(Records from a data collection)
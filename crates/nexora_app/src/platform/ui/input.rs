use nexora_core::InputKind;

/// Lines that control the interactive loops instead of being sent on.
#[derive(Debug, Clone, PartialEq, Eq)]
pub enum Command {
    Quit,
    Reset,
    NewChat,
    History,
    Delete(String),
}

pub fn parse_command(line: &str) -> Option<Command> {
    let line = line.trim();
    let rest = line.strip_prefix(':')?;
    let mut parts = rest.split_whitespace();
    match parts.next()? {
        "q" | "quit" | "exit" => Some(Command::Quit),
        "reset" => Some(Command::Reset),
        "new" => Some(Command::NewChat),
        "history" => Some(Command::History),
        "delete" => parts.next().map(|id| Command::Delete(id.to_string())),
        _ => None,
    }
}

/// Choice steps accept the option number as a shortcut for its label.
pub fn resolve_choice(kind: InputKind, raw: &str) -> String {
    if let InputKind::Choice(options) = kind {
        if let Ok(index) = raw.trim().parse::<usize>() {
            if let Some(label) = index.checked_sub(1).and_then(|i| options.get(i)) {
                return (*label).to_string();
            }
        }
    }
    raw.to_string()
}

/// Comma separated list; blanks dropped.
pub fn split_list(raw: &str) -> Vec<String> {
    raw.split(',')
        .map(str::trim)
        .filter(|part| !part.is_empty())
        .map(str::to_string)
        .collect()
}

### Aim of the exercise
Copy each record exactly, leaving nothing out.

### Solution
filename crates/nexora_app/src/platform/ui/input.rs
use nexora_core::InputKind;

/// Lines that control the interactive loops instead of being sent on.
#[derive(Debug, Clone, PartialEq, Eq)]
pub enum Command {
    Quit,
    Reset,
    NewChat,
    History,
    Delete(String),
}

pub fn parse_command(line: &str) -> Option<Command> {
    let line = line.trim();
    let rest = line.strip_prefix(':')?;
    let mut parts = rest.split_whitespace();
    match parts.next()? {
        "q" | "quit" | "exit" => Some(Command::Quit),
        "reset" => Some(Command::Reset),
        "new" => Some(Command::NewChat),
        "history" => Some(Command::History),
        "delete" => parts.next().map(|id| Command::Delete(id.to_string())),
        _ => None,
    }
}

/// Choice steps accept the option number as a shortcut for its label.
pub fn resolve_choice(kind: InputKind, raw: &str) -> String {
    if let InputKind::Choice(options) = kind {
        if let Ok(index) = raw.trim().parse::<usize>() {
            if let Some(label) = index.checked_sub(1).and_then(|i| options.get(i)) {
                return (*label).to_string();
            }
        }
    }
    raw.to_string()
}

/// Comma separated list; blanks dropped.
pub fn split_list(raw: &str) -> Vec<String> {
    raw.split(',')
        .map(str::trim)
        .filter(|part| !part.is_empty())
        .map(str::to_string)
        .collect()
}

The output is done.